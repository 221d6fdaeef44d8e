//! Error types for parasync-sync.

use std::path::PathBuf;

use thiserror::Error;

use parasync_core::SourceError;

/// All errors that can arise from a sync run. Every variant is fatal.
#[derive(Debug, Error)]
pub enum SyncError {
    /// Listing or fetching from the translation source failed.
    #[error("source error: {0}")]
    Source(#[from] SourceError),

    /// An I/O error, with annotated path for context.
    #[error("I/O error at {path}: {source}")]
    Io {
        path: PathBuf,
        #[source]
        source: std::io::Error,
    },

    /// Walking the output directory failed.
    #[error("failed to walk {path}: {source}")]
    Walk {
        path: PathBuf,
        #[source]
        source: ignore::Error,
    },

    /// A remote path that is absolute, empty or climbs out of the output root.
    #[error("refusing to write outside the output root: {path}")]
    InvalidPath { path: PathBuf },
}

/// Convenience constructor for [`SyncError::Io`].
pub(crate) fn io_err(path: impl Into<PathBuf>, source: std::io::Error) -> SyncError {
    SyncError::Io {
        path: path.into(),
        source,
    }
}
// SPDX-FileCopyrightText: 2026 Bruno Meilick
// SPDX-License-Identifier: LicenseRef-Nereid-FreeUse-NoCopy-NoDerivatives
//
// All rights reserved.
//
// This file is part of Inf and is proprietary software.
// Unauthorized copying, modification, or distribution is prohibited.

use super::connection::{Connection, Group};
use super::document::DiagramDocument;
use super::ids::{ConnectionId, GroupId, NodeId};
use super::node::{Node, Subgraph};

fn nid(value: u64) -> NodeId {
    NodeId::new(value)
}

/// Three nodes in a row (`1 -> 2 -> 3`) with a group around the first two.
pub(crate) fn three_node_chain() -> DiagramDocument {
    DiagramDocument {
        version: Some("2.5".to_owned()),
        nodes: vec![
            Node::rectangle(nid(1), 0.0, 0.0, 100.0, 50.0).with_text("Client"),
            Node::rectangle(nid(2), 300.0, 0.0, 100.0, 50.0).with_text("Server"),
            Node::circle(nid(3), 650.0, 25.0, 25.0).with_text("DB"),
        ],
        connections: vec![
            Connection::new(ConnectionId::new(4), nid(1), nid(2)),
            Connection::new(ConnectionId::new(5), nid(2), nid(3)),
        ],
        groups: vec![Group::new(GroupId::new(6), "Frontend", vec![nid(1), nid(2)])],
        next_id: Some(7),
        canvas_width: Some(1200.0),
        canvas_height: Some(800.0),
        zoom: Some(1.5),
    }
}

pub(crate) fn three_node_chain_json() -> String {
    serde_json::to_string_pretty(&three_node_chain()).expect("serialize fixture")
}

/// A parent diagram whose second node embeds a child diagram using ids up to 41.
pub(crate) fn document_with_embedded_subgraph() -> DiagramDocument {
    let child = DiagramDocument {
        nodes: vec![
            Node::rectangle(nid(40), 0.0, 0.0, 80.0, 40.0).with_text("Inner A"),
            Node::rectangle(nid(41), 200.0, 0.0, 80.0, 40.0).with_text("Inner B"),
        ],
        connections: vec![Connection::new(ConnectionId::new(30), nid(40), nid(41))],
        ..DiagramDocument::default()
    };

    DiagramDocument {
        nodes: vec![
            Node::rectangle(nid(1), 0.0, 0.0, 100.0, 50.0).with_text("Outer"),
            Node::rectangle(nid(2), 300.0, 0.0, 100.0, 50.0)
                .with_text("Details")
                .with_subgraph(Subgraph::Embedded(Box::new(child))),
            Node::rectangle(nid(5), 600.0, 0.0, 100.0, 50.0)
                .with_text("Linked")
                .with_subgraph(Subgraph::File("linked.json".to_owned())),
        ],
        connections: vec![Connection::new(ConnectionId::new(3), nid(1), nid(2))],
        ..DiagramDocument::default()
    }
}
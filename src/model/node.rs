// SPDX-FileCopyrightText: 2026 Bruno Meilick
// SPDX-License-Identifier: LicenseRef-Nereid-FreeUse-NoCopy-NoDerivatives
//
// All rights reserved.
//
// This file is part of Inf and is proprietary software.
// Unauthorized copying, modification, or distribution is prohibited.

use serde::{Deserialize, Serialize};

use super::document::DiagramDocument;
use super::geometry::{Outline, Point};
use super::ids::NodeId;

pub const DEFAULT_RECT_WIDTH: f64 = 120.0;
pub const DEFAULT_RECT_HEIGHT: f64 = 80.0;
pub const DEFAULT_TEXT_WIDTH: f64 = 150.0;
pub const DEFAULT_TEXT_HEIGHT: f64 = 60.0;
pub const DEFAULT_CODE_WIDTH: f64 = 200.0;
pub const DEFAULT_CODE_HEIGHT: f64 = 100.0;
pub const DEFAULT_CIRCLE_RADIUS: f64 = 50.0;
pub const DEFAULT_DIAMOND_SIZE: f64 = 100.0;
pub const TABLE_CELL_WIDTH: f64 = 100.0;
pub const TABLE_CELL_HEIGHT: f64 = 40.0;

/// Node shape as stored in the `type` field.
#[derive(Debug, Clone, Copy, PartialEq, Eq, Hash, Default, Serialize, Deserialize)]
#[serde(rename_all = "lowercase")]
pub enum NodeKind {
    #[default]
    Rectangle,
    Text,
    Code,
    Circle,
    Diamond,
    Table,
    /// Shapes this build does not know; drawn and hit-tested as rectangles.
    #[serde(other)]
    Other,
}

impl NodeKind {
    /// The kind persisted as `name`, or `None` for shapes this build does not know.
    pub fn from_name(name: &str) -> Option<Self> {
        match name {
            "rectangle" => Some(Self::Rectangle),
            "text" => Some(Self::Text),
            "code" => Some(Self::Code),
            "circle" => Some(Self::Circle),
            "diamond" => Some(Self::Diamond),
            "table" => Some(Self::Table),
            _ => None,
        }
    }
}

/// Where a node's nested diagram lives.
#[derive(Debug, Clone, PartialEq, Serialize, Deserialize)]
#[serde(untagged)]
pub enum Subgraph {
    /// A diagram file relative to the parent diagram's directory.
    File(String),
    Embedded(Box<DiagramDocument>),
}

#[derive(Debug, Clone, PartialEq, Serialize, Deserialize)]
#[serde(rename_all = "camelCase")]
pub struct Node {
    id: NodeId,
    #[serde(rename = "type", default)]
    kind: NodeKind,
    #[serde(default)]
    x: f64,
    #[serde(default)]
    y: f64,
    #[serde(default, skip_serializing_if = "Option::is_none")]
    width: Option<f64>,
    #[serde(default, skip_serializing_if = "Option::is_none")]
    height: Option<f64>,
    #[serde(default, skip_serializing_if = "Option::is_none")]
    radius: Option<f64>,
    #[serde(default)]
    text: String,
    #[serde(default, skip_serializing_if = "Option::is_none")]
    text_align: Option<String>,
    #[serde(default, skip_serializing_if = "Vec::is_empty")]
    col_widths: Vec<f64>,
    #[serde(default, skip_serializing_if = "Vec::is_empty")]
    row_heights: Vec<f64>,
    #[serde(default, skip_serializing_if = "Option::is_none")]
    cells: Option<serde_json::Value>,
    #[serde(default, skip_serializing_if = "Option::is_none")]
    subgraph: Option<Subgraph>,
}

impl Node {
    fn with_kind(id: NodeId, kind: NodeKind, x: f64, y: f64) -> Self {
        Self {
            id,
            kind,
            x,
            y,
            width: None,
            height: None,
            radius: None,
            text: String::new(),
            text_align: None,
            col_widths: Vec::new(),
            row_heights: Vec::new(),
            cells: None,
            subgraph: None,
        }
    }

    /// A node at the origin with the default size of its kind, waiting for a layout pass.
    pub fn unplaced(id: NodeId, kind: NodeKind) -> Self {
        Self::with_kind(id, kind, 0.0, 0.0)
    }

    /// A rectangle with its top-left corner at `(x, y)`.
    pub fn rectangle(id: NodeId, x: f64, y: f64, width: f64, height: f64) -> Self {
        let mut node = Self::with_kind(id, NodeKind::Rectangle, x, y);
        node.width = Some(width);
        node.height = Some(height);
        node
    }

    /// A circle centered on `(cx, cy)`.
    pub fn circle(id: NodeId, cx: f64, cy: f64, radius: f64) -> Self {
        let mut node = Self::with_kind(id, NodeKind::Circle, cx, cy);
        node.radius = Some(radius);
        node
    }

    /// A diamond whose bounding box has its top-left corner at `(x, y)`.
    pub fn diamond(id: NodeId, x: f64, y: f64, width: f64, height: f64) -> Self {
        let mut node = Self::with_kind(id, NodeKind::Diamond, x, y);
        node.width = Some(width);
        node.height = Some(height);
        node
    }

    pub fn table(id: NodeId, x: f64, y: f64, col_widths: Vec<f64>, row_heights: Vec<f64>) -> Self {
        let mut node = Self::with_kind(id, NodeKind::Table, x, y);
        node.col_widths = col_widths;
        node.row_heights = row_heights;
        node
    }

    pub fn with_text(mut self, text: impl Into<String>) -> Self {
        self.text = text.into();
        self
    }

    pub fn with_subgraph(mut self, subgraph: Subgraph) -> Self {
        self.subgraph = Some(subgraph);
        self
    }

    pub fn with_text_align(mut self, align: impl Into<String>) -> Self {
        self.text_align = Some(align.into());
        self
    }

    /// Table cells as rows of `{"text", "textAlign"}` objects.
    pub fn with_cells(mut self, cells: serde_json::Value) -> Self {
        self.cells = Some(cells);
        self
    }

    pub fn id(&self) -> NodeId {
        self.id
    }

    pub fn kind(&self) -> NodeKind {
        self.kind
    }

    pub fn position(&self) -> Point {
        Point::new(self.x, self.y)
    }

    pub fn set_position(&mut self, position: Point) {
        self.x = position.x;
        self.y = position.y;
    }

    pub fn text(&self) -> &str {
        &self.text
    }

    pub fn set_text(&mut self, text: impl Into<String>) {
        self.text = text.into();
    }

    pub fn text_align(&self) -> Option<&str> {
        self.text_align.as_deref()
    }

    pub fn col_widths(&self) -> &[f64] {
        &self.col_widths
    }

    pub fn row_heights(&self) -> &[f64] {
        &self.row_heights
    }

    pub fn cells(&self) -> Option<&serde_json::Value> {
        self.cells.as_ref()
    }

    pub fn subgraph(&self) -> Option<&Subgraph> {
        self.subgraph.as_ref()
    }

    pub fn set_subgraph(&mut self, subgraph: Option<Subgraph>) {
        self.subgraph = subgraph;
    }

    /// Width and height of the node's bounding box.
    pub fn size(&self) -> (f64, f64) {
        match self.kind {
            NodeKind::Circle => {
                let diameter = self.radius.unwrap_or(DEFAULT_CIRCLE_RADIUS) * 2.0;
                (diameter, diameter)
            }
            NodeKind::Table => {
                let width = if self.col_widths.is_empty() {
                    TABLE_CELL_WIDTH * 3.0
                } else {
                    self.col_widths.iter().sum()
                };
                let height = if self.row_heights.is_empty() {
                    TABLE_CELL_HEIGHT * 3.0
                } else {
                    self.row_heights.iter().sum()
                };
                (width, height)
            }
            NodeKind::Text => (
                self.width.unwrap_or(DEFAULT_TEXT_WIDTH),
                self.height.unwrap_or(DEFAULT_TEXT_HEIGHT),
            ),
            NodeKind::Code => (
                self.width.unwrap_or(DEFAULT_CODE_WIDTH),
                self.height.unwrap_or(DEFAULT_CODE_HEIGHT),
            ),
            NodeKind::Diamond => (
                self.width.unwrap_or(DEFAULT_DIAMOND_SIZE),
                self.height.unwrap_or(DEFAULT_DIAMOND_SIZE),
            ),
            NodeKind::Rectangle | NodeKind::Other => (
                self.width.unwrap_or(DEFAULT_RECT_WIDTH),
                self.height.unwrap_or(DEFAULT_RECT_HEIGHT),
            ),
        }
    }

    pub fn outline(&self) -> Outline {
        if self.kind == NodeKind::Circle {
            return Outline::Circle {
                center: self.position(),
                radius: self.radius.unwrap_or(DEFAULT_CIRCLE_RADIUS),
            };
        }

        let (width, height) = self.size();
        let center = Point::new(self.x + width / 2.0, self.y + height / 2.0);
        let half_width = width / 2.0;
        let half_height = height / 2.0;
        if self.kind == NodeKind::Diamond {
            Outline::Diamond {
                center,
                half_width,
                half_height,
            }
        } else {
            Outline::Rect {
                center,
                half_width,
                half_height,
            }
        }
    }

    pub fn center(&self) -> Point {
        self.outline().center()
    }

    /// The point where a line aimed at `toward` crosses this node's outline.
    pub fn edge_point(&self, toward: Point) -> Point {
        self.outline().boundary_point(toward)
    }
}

+ + + +

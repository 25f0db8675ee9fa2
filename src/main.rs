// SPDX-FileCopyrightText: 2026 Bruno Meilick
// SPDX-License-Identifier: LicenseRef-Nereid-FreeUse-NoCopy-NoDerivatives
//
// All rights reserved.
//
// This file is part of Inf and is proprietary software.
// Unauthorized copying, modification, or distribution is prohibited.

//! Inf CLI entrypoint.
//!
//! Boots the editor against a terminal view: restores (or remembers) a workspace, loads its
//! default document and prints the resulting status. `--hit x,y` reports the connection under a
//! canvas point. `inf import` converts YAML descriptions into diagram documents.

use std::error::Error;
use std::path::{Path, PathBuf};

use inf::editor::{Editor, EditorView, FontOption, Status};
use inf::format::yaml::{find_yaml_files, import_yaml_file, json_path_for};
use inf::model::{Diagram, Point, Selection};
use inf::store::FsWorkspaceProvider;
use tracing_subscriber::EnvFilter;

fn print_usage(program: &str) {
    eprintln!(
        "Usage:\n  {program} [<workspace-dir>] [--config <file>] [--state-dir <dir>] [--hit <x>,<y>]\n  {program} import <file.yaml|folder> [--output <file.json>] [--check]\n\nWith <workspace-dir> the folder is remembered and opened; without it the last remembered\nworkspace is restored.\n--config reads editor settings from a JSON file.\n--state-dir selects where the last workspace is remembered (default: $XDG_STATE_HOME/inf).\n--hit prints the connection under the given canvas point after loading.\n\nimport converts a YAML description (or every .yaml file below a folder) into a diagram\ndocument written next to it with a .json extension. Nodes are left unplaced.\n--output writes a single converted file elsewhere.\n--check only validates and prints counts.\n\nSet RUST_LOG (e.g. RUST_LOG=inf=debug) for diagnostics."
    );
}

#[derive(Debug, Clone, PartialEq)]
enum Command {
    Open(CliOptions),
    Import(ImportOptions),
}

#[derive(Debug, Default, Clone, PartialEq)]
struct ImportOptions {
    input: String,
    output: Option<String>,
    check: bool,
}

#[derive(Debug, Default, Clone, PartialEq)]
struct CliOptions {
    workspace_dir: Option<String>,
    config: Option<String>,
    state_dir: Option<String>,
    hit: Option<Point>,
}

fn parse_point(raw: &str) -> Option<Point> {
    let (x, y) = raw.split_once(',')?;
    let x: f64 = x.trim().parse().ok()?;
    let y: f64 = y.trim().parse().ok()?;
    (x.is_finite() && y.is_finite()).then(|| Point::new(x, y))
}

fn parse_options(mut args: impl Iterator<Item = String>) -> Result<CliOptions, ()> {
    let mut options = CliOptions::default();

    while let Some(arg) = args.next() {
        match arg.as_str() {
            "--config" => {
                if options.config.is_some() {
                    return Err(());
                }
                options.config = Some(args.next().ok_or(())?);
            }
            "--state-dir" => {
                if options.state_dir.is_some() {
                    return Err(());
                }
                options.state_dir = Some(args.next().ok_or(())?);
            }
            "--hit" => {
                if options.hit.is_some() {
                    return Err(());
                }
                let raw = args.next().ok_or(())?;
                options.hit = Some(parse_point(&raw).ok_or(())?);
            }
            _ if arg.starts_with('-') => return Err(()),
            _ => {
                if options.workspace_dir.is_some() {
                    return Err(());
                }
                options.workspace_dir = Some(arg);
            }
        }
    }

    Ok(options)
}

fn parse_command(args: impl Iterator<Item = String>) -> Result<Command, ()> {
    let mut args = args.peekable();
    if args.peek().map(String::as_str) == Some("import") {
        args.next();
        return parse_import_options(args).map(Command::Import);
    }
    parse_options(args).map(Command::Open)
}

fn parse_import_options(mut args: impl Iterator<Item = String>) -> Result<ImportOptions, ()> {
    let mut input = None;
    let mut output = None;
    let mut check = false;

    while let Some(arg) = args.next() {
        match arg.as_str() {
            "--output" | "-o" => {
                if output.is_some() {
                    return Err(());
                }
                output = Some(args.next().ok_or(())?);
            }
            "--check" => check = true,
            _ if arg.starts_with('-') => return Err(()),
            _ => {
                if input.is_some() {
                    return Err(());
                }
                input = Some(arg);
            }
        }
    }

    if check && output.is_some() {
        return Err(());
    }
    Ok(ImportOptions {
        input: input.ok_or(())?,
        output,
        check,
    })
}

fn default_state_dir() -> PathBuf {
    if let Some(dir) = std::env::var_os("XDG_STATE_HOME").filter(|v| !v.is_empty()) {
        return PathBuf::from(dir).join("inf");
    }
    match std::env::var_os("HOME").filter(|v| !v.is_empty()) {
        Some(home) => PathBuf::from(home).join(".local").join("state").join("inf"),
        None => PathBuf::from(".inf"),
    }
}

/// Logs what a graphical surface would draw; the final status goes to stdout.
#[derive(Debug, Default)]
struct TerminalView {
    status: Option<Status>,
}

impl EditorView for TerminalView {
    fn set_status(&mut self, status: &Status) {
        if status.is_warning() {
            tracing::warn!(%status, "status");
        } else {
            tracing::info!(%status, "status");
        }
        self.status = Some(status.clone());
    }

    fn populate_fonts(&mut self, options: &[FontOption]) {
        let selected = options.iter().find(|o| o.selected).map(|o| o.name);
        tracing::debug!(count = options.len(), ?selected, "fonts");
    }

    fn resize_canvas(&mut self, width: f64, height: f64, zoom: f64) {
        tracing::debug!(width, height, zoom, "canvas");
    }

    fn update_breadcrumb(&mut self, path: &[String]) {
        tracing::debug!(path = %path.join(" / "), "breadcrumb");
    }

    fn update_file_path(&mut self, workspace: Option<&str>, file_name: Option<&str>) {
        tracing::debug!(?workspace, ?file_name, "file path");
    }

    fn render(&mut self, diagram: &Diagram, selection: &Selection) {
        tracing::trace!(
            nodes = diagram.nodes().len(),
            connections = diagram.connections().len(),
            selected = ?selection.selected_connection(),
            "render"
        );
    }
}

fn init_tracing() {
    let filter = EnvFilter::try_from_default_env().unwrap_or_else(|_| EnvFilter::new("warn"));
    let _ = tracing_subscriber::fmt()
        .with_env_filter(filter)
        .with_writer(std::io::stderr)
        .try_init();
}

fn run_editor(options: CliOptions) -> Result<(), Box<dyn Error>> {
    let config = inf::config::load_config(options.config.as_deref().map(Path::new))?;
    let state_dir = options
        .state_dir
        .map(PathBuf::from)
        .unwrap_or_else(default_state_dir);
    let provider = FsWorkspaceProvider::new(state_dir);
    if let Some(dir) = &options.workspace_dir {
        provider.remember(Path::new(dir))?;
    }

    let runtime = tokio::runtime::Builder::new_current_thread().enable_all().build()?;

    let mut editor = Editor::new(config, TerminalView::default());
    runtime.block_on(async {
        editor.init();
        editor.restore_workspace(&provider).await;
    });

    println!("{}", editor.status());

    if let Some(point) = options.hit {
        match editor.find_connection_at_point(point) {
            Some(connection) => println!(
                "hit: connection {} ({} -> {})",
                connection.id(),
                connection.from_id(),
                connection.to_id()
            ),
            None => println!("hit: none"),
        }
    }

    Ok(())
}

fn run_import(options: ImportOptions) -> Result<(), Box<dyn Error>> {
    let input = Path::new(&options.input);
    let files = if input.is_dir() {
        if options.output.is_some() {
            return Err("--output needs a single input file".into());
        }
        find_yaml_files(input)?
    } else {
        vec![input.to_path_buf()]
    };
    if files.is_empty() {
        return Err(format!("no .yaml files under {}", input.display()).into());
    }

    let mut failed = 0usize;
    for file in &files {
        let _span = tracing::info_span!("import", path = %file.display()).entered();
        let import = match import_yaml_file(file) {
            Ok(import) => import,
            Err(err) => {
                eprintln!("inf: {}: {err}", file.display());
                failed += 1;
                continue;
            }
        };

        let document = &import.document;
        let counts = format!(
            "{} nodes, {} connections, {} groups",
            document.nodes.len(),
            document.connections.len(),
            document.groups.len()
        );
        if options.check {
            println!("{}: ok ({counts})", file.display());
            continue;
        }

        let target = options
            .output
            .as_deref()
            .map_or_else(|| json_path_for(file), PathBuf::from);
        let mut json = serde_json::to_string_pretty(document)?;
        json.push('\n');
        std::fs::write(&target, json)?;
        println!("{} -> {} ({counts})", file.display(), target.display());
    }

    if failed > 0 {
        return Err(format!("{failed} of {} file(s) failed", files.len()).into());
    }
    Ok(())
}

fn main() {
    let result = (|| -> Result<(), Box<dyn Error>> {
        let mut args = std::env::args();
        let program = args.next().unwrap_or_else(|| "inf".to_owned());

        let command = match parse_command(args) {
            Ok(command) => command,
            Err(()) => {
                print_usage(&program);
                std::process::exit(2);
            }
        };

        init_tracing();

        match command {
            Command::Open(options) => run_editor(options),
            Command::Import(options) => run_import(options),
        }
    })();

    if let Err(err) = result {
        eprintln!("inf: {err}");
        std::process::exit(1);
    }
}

+ + + +

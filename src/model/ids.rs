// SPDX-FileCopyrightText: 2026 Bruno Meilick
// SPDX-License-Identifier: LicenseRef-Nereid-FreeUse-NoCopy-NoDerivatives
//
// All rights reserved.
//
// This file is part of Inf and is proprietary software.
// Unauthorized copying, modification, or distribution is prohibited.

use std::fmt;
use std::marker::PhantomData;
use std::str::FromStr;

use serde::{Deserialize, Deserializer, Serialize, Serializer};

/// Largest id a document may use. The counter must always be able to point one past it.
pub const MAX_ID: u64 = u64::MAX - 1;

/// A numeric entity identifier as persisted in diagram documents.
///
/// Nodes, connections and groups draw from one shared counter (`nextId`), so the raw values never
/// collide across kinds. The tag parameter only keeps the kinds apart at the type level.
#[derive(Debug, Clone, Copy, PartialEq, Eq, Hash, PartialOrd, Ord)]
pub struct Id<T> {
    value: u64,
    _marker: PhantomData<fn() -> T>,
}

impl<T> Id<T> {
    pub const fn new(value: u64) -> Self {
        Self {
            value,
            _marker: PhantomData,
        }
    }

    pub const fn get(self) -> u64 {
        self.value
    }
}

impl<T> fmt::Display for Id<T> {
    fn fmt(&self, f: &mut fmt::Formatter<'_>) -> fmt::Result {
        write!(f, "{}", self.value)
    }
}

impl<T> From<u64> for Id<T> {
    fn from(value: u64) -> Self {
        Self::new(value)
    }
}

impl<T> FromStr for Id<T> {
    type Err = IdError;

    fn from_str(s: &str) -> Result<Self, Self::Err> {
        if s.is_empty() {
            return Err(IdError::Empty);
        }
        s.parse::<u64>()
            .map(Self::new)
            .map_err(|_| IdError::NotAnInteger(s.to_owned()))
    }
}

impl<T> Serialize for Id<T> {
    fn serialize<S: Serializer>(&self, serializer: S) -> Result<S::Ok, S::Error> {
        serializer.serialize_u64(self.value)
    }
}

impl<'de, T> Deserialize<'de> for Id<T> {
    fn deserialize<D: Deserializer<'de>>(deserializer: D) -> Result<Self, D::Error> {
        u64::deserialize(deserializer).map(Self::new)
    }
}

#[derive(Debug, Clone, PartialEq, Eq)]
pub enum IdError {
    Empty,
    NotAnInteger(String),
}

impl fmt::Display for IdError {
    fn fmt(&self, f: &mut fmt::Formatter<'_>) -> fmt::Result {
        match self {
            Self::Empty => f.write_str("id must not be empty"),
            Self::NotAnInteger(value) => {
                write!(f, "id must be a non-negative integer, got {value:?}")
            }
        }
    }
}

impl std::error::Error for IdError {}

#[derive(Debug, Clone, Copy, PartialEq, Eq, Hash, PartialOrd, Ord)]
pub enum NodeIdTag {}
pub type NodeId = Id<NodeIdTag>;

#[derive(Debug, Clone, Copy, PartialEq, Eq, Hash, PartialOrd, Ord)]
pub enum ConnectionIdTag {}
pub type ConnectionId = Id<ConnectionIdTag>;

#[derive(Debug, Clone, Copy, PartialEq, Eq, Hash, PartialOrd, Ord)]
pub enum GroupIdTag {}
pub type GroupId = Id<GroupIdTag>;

+ + + +

:: Task details ::
Among the entries above, locate the lines containing "repository 221d6fdaeef44d8e" and "pub enum SyncError", and transcribe exactly those two lines and all lines between.

:: Result of the task ::
repository 221d6fdaeef44d8e
//! Error types for parasync-sync.

use std::path::PathBuf;

use thiserror::Error;

use parasync_core::SourceError;

/// All errors that can arise from a sync run. Every variant is fatal.
#[derive(Debug, Error)]
pub enum SyncError {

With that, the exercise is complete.